[RECORDS TO PROCESS]

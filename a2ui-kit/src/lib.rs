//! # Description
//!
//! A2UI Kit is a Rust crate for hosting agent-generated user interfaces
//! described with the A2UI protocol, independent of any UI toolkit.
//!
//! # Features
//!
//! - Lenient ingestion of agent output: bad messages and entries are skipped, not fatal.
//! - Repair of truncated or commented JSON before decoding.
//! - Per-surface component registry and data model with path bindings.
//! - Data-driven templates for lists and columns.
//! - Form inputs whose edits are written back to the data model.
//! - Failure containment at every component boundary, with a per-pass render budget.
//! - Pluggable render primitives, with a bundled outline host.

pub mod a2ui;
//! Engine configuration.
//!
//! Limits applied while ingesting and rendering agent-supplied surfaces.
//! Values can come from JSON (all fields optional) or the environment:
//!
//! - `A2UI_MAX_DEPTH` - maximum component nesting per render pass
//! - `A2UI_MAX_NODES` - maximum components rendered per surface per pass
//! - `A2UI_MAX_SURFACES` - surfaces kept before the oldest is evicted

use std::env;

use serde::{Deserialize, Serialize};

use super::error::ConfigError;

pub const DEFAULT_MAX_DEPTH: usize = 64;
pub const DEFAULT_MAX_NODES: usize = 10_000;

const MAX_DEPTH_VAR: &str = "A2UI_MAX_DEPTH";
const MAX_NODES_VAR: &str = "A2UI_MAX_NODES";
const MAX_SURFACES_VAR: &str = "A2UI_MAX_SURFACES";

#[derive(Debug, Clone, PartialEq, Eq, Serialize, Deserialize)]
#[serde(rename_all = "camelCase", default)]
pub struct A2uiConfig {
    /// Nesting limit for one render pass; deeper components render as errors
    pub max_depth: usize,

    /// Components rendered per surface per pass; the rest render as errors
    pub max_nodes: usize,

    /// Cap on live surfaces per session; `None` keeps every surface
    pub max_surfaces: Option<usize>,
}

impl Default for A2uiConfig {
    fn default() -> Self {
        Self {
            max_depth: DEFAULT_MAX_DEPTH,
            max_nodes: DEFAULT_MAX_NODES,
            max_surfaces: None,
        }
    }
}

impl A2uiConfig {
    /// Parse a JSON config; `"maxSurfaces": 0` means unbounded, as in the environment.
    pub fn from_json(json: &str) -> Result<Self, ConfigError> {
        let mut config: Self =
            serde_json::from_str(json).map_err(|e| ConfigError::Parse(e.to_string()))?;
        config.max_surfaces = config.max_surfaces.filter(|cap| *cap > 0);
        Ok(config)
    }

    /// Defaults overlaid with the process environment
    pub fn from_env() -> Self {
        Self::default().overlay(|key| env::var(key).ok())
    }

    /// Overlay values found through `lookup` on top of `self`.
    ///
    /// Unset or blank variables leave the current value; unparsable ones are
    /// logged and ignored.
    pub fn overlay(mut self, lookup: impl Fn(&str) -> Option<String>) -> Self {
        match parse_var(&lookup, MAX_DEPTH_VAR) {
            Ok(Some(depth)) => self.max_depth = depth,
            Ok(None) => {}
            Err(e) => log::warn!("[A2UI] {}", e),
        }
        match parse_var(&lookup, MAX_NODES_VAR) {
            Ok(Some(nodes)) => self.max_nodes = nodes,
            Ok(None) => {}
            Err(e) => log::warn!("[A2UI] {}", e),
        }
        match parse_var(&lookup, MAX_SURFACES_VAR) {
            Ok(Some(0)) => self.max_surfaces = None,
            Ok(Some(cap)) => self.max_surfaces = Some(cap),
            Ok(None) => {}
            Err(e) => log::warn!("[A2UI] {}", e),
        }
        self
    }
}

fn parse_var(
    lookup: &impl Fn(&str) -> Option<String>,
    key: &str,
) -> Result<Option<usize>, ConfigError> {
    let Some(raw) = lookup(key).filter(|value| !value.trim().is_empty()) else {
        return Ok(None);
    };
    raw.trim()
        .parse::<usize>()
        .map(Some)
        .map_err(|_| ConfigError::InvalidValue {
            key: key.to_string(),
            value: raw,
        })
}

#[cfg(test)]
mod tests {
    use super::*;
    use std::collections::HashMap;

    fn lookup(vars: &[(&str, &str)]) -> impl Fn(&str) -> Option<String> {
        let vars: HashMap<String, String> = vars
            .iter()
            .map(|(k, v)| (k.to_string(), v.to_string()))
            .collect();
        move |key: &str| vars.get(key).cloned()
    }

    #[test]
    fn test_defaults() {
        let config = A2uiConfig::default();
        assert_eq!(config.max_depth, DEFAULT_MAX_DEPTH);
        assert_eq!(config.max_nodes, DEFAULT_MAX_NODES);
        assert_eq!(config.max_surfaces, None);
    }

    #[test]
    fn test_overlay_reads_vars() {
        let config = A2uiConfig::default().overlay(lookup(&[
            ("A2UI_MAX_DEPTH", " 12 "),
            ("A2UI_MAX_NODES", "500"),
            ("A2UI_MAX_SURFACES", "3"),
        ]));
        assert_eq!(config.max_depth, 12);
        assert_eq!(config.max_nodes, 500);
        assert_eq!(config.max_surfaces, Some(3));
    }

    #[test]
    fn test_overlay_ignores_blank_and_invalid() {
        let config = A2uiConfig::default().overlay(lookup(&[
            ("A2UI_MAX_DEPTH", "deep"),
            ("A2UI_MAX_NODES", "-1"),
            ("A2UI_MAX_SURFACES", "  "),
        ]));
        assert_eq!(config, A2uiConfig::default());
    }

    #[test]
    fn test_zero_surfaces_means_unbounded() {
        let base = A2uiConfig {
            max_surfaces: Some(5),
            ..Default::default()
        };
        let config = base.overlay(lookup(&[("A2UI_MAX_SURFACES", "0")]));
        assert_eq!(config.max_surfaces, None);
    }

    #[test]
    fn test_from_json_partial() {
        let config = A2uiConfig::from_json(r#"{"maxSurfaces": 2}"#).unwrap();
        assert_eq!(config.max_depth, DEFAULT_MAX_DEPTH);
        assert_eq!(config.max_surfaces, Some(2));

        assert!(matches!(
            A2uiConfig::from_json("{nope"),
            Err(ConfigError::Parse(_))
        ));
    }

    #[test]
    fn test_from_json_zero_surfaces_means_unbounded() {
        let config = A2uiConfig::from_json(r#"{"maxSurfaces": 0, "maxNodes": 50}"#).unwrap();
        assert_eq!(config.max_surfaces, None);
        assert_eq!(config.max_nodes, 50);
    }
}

[/RECORDS TO PROCESS]

[INSTRUCTIONS TO FOLLOW]
Go to the line with "assert_eq!(config.max_nodes, DEFAULT_MAX_NODES);" and set down that line and every line after it, through the end of the material above, word for word.

[SOLVED EXERCISE]
        assert_eq!(config.max_nodes, DEFAULT_MAX_NODES);
        assert_eq!(config.max_surfaces, None);
    }

    #[test]
    fn test_overlay_reads_vars() {
        let config = A2uiConfig::default().overlay(lookup(&[
            ("A2UI_MAX_DEPTH", " 12 "),
            ("A2UI_MAX_NODES", "500"),
            ("A2UI_MAX_SURFACES", "3"),
        ]));
        assert_eq!(config.max_depth, 12);
        assert_eq!(config.max_nodes, 500);
        assert_eq!(config.max_surfaces, Some(3));
    }

    #[test]
    fn test_overlay_ignores_blank_and_invalid() {
        let config = A2uiConfig::default().overlay(lookup(&[
            ("A2UI_MAX_DEPTH", "deep"),
            ("A2UI_MAX_NODES", "-1"),
            ("A2UI_MAX_SURFACES", "  "),
        ]));
        assert_eq!(config, A2uiConfig::default());
    }

    #[test]
    fn test_zero_surfaces_means_unbounded() {
        let base = A2uiConfig {
            max_surfaces: Some(5),
            ..Default::default()
        };
        let config = base.overlay(lookup(&[("A2UI_MAX_SURFACES", "0")]));
        assert_eq!(config.max_surfaces, None);
    }

    #[test]
    fn test_from_json_partial() {
        let config = A2uiConfig::from_json(r#"{"maxSurfaces": 2}"#).unwrap();
        assert_eq!(config.max_depth, DEFAULT_MAX_DEPTH);
        assert_eq!(config.max_surfaces, Some(2));

        assert!(matches!(
            A2uiConfig::from_json("{nope"),
            Err(ConfigError::Parse(_))
        ));
    }

    #[test]
    fn test_from_json_zero_surfaces_means_unbounded() {
        let config = A2uiConfig::from_json(r#"{"maxSurfaces": 0, "maxNodes": 50}"#).unwrap();
        assert_eq!(config.max_surfaces, None);
        assert_eq!(config.max_nodes, 50);
    }
}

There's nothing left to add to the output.